____ Exercise input

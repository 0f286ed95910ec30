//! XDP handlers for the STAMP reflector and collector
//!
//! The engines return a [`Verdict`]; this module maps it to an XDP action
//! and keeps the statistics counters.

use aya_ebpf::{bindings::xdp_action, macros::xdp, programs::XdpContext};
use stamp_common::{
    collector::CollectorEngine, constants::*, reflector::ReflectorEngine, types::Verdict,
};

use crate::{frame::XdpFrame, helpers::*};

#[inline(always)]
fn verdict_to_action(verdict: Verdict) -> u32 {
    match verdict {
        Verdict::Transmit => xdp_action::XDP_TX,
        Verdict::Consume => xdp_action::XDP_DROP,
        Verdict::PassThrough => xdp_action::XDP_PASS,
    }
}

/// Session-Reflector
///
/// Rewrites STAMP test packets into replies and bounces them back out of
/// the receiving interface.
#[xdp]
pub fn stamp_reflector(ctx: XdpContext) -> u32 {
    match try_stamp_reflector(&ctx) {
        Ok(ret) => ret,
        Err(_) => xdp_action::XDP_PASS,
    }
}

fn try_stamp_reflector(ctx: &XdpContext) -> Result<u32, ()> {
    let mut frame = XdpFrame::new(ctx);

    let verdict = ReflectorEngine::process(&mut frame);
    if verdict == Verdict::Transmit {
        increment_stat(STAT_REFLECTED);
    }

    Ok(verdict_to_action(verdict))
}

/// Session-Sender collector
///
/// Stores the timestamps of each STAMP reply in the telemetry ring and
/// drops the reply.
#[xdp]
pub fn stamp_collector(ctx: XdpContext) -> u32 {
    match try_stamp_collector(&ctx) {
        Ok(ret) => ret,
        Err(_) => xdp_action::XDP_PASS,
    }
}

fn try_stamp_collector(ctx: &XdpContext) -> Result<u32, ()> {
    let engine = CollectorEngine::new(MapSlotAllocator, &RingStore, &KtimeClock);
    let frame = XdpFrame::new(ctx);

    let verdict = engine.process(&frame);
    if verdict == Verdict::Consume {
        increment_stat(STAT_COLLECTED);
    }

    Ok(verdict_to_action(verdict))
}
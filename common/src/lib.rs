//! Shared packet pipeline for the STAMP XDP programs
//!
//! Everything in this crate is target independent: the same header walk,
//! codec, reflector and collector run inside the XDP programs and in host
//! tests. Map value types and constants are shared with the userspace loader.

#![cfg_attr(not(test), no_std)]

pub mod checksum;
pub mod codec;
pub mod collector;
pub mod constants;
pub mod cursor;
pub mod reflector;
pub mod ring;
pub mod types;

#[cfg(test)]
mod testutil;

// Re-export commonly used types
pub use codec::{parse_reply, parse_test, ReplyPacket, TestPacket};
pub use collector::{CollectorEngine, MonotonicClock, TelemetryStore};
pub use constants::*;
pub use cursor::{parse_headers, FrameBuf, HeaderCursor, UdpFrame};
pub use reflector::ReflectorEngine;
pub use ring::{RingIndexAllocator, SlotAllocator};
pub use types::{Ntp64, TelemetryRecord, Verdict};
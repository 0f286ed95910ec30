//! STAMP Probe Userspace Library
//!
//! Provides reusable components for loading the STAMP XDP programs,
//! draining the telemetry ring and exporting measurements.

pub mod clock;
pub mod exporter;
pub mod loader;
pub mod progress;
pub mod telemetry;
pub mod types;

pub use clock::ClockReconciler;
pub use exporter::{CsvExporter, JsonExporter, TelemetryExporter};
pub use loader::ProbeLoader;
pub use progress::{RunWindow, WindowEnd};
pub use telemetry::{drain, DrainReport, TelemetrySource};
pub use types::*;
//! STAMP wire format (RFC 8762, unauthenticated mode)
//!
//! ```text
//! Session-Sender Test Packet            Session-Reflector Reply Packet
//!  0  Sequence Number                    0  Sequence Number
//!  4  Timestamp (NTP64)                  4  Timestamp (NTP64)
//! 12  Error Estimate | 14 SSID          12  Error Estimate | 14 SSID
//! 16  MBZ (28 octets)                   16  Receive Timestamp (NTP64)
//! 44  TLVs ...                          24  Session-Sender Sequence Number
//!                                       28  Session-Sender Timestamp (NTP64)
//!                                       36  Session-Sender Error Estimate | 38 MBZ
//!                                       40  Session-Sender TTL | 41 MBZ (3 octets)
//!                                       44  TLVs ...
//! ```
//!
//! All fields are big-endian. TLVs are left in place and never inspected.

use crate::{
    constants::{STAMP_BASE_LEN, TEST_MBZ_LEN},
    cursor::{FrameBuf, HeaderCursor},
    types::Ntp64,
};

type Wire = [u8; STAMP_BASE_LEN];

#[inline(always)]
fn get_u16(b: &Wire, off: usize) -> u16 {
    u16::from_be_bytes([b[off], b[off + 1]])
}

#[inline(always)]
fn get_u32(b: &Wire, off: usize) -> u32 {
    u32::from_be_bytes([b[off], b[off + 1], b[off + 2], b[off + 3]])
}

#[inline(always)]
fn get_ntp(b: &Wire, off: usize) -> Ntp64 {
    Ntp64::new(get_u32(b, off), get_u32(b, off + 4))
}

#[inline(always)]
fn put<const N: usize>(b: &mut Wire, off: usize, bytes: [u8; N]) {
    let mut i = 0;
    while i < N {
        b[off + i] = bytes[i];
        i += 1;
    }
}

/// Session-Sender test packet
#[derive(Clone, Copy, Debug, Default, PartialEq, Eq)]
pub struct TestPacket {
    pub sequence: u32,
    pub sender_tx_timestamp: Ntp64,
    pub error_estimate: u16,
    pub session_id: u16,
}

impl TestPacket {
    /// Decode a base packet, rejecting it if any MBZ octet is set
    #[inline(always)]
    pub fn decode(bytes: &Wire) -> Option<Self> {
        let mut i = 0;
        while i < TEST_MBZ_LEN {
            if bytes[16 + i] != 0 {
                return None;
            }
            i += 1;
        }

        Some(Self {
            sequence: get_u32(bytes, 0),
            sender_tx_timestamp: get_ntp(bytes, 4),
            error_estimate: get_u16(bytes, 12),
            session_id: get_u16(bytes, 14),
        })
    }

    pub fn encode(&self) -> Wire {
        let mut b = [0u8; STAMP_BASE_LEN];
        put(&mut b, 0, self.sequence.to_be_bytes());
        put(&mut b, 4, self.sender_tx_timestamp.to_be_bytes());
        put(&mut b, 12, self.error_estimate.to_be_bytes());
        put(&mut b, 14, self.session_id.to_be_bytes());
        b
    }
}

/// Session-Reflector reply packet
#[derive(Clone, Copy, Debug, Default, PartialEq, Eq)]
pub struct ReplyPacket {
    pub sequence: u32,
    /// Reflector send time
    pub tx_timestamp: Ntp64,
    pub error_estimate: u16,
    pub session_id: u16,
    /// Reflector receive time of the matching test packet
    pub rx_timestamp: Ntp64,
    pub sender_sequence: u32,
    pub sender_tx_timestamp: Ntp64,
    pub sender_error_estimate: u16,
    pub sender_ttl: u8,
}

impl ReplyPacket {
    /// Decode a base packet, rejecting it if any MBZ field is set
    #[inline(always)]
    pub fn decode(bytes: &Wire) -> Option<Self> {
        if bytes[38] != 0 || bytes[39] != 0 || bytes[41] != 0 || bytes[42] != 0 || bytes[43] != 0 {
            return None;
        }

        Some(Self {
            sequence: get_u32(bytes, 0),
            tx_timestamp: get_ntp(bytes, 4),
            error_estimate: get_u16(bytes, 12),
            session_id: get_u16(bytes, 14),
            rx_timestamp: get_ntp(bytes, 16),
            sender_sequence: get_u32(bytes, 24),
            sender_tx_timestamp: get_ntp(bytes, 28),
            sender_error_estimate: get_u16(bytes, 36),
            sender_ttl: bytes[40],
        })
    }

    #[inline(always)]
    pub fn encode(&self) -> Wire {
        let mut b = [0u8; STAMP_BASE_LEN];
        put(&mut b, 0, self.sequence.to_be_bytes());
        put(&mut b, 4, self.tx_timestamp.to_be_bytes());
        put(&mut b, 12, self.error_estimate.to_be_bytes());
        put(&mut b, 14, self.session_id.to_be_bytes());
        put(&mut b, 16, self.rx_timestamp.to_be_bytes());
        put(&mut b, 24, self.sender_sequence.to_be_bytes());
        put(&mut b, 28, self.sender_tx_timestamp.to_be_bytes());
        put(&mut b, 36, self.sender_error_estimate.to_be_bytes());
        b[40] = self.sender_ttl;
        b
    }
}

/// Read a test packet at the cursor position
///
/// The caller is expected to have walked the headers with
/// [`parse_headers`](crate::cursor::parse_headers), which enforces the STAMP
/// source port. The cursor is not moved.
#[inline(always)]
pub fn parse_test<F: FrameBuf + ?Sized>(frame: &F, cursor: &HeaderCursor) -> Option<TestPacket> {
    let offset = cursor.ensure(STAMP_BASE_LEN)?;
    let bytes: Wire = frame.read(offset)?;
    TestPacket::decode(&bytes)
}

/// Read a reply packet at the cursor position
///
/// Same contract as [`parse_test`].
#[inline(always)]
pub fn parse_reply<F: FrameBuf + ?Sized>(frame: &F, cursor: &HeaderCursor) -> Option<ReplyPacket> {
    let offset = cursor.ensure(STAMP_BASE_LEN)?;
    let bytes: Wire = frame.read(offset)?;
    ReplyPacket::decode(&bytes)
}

________

Using the entries above, return exactly the lines from the line with "#![cfg_attr(not(test), no_std)]" to the line with "Provides reusable components", counting both of those lines.

#![cfg_attr(not(test), no_std)]

pub mod checksum;
pub mod codec;
pub mod collector;
pub mod constants;
pub mod cursor;
pub mod reflector;
pub mod ring;
pub mod types;

#[cfg(test)]
mod testutil;

// Re-export commonly used types
pub use codec::{parse_reply, parse_test, ReplyPacket, TestPacket};
pub use collector::{CollectorEngine, MonotonicClock, TelemetryStore};
pub use constants::*;
pub use cursor::{parse_headers, FrameBuf, HeaderCursor, UdpFrame};
pub use reflector::ReflectorEngine;
pub use ring::{RingIndexAllocator, SlotAllocator};
pub use types::{Ntp64, TelemetryRecord, Verdict};
repository 0f286ed95910ec30
//! STAMP Probe Userspace Library
//!
//! Provides reusable components for loading the STAMP XDP programs,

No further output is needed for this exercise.